ASSIGNMENT:
If a line in the listing below includes the string "ArgAction", pull it out.

ENTRIES SHOWN:
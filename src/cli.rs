use crate::config::{Config, load_config};
use crate::ir::{InputNode, parse_note_tree};
use crate::layout::compute_mindmap_layout;
use crate::layout_dump::write_layout_dump;
#[cfg(feature = "png")]
use crate::render::write_output_png;
use crate::render::{render_svg, write_output_svg};
use crate::theme::ThemeId;
use anyhow::{Context, Result};
use clap::{ArgAction, Parser, ValueEnum};
use std::io::{self, Read};
use std::path::{Path, PathBuf};
use tracing_subscriber::EnvFilter;

#[derive(Parser, Debug)]
#[command(name = "mindmapr", version, about = "Two-sided mind map layout for note trees")]
pub struct Args {
    /// Input note tree (.json) or '-' for stdin
    #[arg(short = 'i', long = "input")]
    pub input: Option<PathBuf>,

    /// Output file. Defaults to stdout for JSON and SVG if omitted.
    #[arg(short = 'o', long = "output")]
    pub output: Option<PathBuf>,

    /// Output format
    #[arg(short = 'e', long = "outputFormat", value_enum, default_value = "svg")]
    pub output_format: OutputFormat,

    /// Theme: default, tech or pink (overrides the config file)
    #[arg(short = 't', long = "theme")]
    pub theme: Option<String>,

    /// Config JSON file (layout constants and themeVariables)
    #[arg(short = 'c', long = "configFile")]
    pub config: Option<PathBuf>,

    /// Width
    #[arg(short = 'w', long = "width")]
    pub width: Option<f32>,

    /// Height
    #[arg(short = 'H', long = "height")]
    pub height: Option<f32>,

    /// More log output on stderr (repeat for trace)
    #[arg(short = 'v', long = "verbose", action = ArgAction::Count)]
    pub verbose: u8,
}

#[derive(ValueEnum, Debug, Clone, Copy, PartialEq, Eq)]
pub enum OutputFormat {
    Json,
    Svg,
    Png,
}

pub fn run() -> Result<()> {
    let args = Args::parse();
    init_tracing(args.verbose);

    let config = resolve_config(&args)?;
    let input = read_input(args.input.as_deref())?;
    let tree = parse_note_tree(&input).context("failed to decode note tree")?;
    if tree.is_none() {
        tracing::warn!("input is null, writing an empty mind map");
    }
    render_tree(tree.as_ref(), &config, args.output_format, args.output.as_deref())
}

fn init_tracing(verbose: u8) {
    let default_level = match verbose {
        0 => "warn",
        1 => "info",
        2 => "debug",
        _ => "trace",
    };
    let filter = EnvFilter::try_from_default_env()
        .unwrap_or_else(|_| EnvFilter::new(format!("mindmap_rs_renderer={default_level}")));
    let _ = tracing_subscriber::fmt()
        .with_env_filter(filter)
        .with_writer(io::stderr)
        .try_init();
}

fn resolve_config(args: &Args) -> Result<Config> {
    let mut config = load_config(args.config.as_deref()).with_context(|| {
        format!(
            "failed to load config {}",
            args.config.as_deref().unwrap_or(Path::new("")).display()
        )
    })?;
    if let Some(theme) = args.theme.as_deref() {
        config.set_theme(ThemeId::from_token(theme));
    }
    if let Some(width) = args.width {
        config.render.width = width;
    }
    if let Some(height) = args.height {
        config.render.height = height;
    }
    Ok(config)
}

fn render_tree(
    tree: Option<&InputNode>,
    config: &Config,
    format: OutputFormat,
    output: Option<&Path>,
) -> Result<()> {
    let layout = compute_mindmap_layout(tree, &config.theme, &config.layout)?;
    match format {
        OutputFormat::Json => write_layout_dump(output, &layout),
        OutputFormat::Svg => {
            let svg = render_svg(&layout, &config.theme, &config.render);
            write_output_svg(&svg, output)
        }
        OutputFormat::Png => {
            let output = ensure_output(output, "png")?;
            write_png(&render_svg(&layout, &config.theme, &config.render), output, config)
        }
    }
}

#[cfg(feature = "png")]
fn write_png(svg: &str, output: &Path, config: &Config) -> Result<()> {
    write_output_png(svg, output, &config.render)
}

#[cfg(not(feature = "png"))]
fn write_png(_svg: &str, _output: &Path, _config: &Config) -> Result<()> {
    Err(anyhow::anyhow!("PNG output requires the `png` feature"))
}

fn read_input(path: Option<&Path>) -> Result<String> {
    if let Some(path) = path {
        if path != Path::new("-") {
            return std::fs::read_to_string(path)
                .with_context(|| format!("failed to read {}", path.display()));
        }
    }
    let mut buf = String::new();
    io::stdin().read_to_string(&mut buf)?;
    Ok(buf)
}

fn ensure_output<'a>(output: Option<&'a Path>, ext: &str) -> Result<&'a Path> {
    output.ok_or_else(|| anyhow::anyhow!("Output path required for {} output", ext))
}
#[cfg(feature = "cli")]
pub mod cli;
pub mod config;
pub mod ir;
pub mod layout;
pub mod layout_dump;
pub mod render;
pub(crate) mod text_metrics;
pub mod theme;

#[cfg(feature = "cli")]
pub use cli::run;
pub use config::{Config, LayoutConfig, load_config};
pub use ir::{InputNode, NoteTreeError, parse_note_tree};
pub use layout::{LayoutError, MindMapLayout, MindMapSession, compute_mindmap_layout};
pub use theme::{Theme, ThemeId};
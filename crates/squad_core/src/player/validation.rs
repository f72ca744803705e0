//! Range validation for ratings and scores
//!
//! All checks read their bounds from the rules table and fail with the
//! matching `SquadError` range variant. Nothing is silently clamped here.

use crate::error::{Result, SquadError};
use crate::models::{AttributeSet, CategoryScores, Rating, Score};
use crate::rules::SquadRules;

/// Range checks shared by the forward and inverse scoring operations.
pub struct AttributeValidator;

impl AttributeValidator {
    /// Validate a single attribute rating (1-20 by default).
    pub fn validate_rating(rules: &SquadRules, attribute: &str, value: i64) -> Result<Rating> {
        let range = rules.attribute_range;
        if !range.contains(value) {
            return Err(SquadError::InvalidAttributeRange {
                attribute: attribute.to_string(),
                value,
                min: range.min,
                max: range.max,
            });
        }
        Ok(value as Rating)
    }

    /// Validate a category score (5-100 by default).
    pub fn validate_category(rules: &SquadRules, value: i64) -> Result<Score> {
        let range = rules.category_range;
        if !range.contains(value) {
            return Err(SquadError::InvalidCategoryRange {
                value,
                min: range.min,
                max: range.max,
            });
        }
        Ok(value as Score)
    }

    /// Validate an overall score (10-200 by default).
    pub fn validate_overall(rules: &SquadRules, value: i64) -> Result<Score> {
        let range = rules.overall_range;
        if !range.contains(value) {
            return Err(SquadError::InvalidOverallRange {
                value,
                min: range.min,
                max: range.max,
            });
        }
        Ok(value as Score)
    }

    pub fn validate_ratings(rules: &SquadRules, ratings: &[Rating]) -> Result<()> {
        for (i, rating) in ratings.iter().enumerate() {
            Self::validate_rating(rules, &format!("#{}", i), *rating as i64)?;
        }
        Ok(())
    }

    pub fn validate_categories(rules: &SquadRules, categories: &CategoryScores) -> Result<()> {
        for (_, score) in categories.iter() {
            Self::validate_category(rules, score as i64)?;
        }
        Ok(())
    }

    pub fn validate_attribute_set(rules: &SquadRules, attributes: &AttributeSet) -> Result<()> {
        for (name, rating) in attributes.iter() {
            if rules.category_of(name).is_none() {
                return Err(SquadError::UnknownAttribute(name.to_string()));
            }
            Self::validate_rating(rules, name, rating as i64)?;
        }
        Ok(())
    }
}

#[cfg(test)]
mod tests {
    use super::*;
    use crate::rules::get_rules;

    #[test]
    fn test_validate_rating() {
        let rules = get_rules();
        assert_eq!(AttributeValidator::validate_rating(rules, "pace", 1).unwrap(), 1);
        assert_eq!(AttributeValidator::validate_rating(rules, "pace", 20).unwrap(), 20);

        assert!(AttributeValidator::validate_rating(rules, "pace", 0).is_err());
        assert!(AttributeValidator::validate_rating(rules, "pace", 21).is_err());
        assert!(AttributeValidator::validate_rating(rules, "pace", -4).is_err());
    }

    #[test]
    fn test_validate_category() {
        let rules = get_rules();
        assert!(AttributeValidator::validate_category(rules, 5).is_ok());
        assert!(AttributeValidator::validate_category(rules, 100).is_ok());

        let err = AttributeValidator::validate_category(rules, 4).unwrap_err();
        assert_eq!(err, SquadError::InvalidCategoryRange { value: 4, min: 5, max: 100 });
        assert!(AttributeValidator::validate_category(rules, 101).is_err());
    }

    #[test]
    fn test_validate_overall() {
        let rules = get_rules();
        assert!(AttributeValidator::validate_overall(rules, 10).is_ok());
        assert!(AttributeValidator::validate_overall(rules, 200).is_ok());

        assert!(AttributeValidator::validate_overall(rules, 9).is_err());
        let err = AttributeValidator::validate_overall(rules, 201).unwrap_err();
        assert_eq!(err.code(), "INVALID_OVERALL_RANGE");
    }

    #[test]
    fn test_validate_ratings_reports_position() {
        let rules = get_rules();
        assert!(AttributeValidator::validate_ratings(rules, &[10, 12, 20]).is_ok());

        let err = AttributeValidator::validate_ratings(rules, &[10, 0, 20]).unwrap_err();
        assert!(matches!(
            err,
            SquadError::InvalidAttributeRange { ref attribute, value: 0, .. } if attribute == "#1"
        ));
    }

    #[test]
    fn test_validate_categories() {
        let rules = get_rules();
        let good = CategoryScores::uniform(50);
        assert!(AttributeValidator::validate_categories(rules, &good).is_ok());
        let bad = CategoryScores::new(50, 50, 120, 50);
        assert!(AttributeValidator::validate_categories(rules, &bad).is_err());
    }

    #[test]
    fn test_validate_attribute_set() {
        let rules = get_rules();
        let set = AttributeSet::uniform(rules, 10).unwrap();
        assert!(AttributeValidator::validate_attribute_set(rules, &set).is_ok());
    }
}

EXERCISE SOLUTION:
use clap::{ArgAction, Parser, ValueEnum};
    #[arg(short = 'v', long = "verbose", action = ArgAction::Count)]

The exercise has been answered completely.